The problem
Return exactly the lines of the records below, starting at the line that contains "plus metadata, and" and ending at the line that contains "pub mod voice;", with both of those lines kept.

*** Opening of Dataset records ***

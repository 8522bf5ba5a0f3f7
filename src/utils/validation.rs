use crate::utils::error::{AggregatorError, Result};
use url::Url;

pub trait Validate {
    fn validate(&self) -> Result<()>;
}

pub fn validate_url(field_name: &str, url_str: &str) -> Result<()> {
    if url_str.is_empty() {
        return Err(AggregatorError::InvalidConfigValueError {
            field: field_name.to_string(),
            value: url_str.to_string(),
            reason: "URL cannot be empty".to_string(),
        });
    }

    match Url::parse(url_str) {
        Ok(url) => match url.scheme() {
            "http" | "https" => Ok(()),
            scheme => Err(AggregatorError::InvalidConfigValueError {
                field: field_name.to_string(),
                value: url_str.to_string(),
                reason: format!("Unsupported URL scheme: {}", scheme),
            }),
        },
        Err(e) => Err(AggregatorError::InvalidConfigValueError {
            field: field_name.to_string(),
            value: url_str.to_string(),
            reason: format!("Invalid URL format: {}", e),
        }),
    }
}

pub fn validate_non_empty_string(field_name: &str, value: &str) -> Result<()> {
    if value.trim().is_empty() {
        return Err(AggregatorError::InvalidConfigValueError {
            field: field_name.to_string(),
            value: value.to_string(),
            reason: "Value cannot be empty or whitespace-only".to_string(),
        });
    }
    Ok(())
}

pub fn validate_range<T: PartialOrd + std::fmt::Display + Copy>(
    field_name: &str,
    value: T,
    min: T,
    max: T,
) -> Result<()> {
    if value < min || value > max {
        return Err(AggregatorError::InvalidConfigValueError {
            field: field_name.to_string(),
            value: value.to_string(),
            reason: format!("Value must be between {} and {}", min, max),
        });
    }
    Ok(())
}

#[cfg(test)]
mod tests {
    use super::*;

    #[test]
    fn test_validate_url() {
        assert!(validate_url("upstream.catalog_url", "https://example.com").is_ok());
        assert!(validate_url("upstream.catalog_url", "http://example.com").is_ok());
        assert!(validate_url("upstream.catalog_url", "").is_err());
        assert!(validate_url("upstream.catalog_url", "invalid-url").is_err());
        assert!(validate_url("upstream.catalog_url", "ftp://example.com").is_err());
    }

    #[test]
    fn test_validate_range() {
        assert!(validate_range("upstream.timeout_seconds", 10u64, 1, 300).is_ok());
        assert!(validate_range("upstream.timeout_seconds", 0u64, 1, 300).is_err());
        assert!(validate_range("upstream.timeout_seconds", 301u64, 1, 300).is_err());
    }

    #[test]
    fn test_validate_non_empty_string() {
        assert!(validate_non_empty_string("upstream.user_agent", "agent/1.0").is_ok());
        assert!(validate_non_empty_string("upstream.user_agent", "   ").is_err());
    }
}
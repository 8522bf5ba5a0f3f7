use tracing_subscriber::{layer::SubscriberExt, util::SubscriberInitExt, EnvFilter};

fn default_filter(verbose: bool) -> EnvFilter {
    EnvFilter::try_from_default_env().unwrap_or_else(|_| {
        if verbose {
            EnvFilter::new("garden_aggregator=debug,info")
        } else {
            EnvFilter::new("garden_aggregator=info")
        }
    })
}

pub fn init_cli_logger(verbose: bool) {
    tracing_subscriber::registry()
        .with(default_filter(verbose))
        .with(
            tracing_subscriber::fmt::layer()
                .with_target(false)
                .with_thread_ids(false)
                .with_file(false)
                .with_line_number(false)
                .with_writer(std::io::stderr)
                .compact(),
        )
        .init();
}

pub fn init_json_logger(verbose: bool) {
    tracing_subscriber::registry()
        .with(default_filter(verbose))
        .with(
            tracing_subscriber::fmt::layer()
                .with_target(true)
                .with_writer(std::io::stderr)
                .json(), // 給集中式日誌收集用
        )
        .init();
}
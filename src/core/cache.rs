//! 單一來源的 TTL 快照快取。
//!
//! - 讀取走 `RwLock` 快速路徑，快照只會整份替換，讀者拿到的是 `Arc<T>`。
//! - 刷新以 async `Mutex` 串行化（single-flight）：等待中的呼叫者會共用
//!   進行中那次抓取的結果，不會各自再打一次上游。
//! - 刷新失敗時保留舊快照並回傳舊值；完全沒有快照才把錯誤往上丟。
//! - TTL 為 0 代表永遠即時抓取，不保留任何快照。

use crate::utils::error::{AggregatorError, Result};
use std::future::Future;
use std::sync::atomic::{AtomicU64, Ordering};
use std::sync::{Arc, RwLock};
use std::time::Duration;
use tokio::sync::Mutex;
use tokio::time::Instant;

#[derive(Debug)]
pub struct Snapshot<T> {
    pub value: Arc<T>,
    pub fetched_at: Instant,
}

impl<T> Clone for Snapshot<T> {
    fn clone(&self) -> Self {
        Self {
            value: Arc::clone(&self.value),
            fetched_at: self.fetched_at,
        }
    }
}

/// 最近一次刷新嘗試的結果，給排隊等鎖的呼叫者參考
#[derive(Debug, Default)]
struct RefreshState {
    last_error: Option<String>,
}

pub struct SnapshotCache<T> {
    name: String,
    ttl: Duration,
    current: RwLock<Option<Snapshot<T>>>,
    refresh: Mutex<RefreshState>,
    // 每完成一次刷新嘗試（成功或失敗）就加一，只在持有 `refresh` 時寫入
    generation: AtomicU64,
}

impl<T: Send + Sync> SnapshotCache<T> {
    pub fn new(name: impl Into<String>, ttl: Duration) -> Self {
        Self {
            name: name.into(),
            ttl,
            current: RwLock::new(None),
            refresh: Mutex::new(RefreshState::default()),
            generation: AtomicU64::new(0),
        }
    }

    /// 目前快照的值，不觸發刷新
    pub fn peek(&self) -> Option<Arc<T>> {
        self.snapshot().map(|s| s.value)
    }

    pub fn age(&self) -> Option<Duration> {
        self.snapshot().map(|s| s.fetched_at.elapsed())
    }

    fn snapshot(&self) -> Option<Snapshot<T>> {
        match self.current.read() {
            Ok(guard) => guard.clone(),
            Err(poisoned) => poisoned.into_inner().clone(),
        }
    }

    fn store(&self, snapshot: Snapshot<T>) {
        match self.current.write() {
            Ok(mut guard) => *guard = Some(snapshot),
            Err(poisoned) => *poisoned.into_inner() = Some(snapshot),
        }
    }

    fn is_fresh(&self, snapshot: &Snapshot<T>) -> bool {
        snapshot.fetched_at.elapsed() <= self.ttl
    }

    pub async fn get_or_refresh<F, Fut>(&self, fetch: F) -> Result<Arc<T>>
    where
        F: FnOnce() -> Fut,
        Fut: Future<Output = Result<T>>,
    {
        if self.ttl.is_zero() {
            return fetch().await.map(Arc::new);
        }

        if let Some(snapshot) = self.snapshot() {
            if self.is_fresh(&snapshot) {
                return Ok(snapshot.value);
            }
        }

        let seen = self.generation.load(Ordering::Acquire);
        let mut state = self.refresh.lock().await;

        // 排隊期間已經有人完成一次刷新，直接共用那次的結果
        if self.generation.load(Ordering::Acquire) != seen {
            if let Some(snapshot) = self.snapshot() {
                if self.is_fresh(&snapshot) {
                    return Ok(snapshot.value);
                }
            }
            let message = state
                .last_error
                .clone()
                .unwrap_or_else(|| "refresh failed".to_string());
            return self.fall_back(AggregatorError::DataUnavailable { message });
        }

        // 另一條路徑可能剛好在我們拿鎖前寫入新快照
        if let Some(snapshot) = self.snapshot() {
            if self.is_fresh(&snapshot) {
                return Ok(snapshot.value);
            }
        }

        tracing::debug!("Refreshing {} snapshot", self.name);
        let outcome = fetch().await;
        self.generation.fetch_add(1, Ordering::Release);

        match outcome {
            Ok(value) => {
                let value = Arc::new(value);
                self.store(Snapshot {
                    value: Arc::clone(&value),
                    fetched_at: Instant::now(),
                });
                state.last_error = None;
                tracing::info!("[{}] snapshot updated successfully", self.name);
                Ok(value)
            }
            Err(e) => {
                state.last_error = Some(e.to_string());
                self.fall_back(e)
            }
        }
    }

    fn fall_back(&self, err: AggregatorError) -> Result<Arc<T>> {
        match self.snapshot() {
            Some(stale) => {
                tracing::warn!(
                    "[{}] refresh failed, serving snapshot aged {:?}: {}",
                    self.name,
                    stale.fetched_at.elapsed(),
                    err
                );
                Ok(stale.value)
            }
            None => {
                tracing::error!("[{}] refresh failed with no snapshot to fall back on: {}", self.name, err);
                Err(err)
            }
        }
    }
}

*** Close of Dataset records ***
*** Opening of Dataset records ***

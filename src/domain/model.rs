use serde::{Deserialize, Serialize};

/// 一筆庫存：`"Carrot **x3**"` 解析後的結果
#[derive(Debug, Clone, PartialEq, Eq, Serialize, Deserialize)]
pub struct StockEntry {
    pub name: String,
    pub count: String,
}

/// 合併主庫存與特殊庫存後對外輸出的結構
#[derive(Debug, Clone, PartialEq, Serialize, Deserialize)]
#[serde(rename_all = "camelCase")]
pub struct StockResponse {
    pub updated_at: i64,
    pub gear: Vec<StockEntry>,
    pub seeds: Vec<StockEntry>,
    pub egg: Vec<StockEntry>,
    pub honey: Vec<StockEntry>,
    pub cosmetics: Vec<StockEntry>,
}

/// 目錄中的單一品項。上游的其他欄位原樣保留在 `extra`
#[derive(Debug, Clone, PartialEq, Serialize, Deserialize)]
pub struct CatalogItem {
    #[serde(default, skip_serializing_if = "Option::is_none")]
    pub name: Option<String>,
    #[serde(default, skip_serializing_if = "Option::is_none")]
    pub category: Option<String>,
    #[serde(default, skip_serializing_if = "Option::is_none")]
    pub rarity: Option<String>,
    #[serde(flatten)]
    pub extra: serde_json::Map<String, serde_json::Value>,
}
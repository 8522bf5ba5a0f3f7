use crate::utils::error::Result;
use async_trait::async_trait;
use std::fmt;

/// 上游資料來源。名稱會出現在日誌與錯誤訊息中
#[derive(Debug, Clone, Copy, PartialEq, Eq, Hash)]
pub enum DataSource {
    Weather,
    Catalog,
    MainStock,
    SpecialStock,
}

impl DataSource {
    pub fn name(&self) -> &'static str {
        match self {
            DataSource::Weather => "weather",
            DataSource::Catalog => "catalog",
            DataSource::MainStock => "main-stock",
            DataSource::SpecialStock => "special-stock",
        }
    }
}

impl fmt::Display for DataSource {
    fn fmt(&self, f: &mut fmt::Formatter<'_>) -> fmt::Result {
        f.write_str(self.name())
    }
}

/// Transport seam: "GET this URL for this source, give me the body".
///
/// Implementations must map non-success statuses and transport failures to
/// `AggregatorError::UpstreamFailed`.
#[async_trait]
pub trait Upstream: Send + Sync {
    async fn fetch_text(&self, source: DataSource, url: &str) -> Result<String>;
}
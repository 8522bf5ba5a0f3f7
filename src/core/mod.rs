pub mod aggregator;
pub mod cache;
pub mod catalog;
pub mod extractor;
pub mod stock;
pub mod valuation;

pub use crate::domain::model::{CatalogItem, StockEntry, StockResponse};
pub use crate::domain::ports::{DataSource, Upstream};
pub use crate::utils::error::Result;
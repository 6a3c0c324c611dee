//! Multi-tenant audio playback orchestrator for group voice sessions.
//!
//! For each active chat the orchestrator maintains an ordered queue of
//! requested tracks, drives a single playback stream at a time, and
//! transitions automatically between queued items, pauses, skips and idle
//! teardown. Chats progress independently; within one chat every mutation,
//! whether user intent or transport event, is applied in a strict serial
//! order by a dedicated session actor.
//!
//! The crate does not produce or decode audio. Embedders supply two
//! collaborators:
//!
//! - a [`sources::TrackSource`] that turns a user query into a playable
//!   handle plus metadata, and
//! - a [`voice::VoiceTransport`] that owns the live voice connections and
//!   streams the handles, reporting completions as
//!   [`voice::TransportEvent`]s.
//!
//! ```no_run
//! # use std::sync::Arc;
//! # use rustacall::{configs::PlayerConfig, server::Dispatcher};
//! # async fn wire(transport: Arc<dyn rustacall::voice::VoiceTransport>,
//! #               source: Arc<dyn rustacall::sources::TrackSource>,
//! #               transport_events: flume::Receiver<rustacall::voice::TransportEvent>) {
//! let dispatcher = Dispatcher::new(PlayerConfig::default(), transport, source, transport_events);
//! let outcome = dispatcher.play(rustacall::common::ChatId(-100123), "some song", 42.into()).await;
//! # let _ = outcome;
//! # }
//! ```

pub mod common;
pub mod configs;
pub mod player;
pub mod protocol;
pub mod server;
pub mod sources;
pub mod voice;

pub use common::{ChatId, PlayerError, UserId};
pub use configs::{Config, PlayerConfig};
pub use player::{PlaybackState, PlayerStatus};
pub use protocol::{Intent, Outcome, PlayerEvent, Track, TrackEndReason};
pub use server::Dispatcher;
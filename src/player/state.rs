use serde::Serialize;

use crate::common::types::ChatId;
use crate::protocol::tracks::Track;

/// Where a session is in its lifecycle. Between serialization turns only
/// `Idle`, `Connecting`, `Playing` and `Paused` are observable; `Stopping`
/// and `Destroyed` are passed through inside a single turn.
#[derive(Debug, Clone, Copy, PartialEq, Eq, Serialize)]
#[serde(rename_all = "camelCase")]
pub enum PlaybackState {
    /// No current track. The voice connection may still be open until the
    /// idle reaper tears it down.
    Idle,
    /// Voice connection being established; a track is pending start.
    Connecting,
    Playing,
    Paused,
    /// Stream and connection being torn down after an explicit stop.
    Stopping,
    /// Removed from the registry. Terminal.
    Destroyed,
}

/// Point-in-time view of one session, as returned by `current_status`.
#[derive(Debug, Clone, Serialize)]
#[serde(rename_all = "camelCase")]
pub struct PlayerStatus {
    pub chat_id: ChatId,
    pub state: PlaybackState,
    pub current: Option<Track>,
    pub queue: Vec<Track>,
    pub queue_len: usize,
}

*** Close of Dataset records ***

Response area
//!   handle plus metadata, and
//! - a [`voice::VoiceTransport`] that owns the live voice connections and
//!   streams the handles, reporting completions as
//!   [`voice::TransportEvent`]s.
//!
//! ```no_run
//! # use std::sync::Arc;
//! # use rustacall::{configs::PlayerConfig, server::Dispatcher};
//! # async fn wire(transport: Arc<dyn rustacall::voice::VoiceTransport>,
//! #               source: Arc<dyn rustacall::sources::TrackSource>,
//! #               transport_events: flume::Receiver<rustacall::voice::TransportEvent>) {
//! let dispatcher = Dispatcher::new(PlayerConfig::default(), transport, source, transport_events);
//! let outcome = dispatcher.play(rustacall::common::ChatId(-100123), "some song", 42.into()).await;
//! # let _ = outcome;
//! # }
//! ```

pub mod common;
pub mod configs;
pub mod player;
pub mod protocol;
pub mod server;
pub mod sources;
pub mod voice;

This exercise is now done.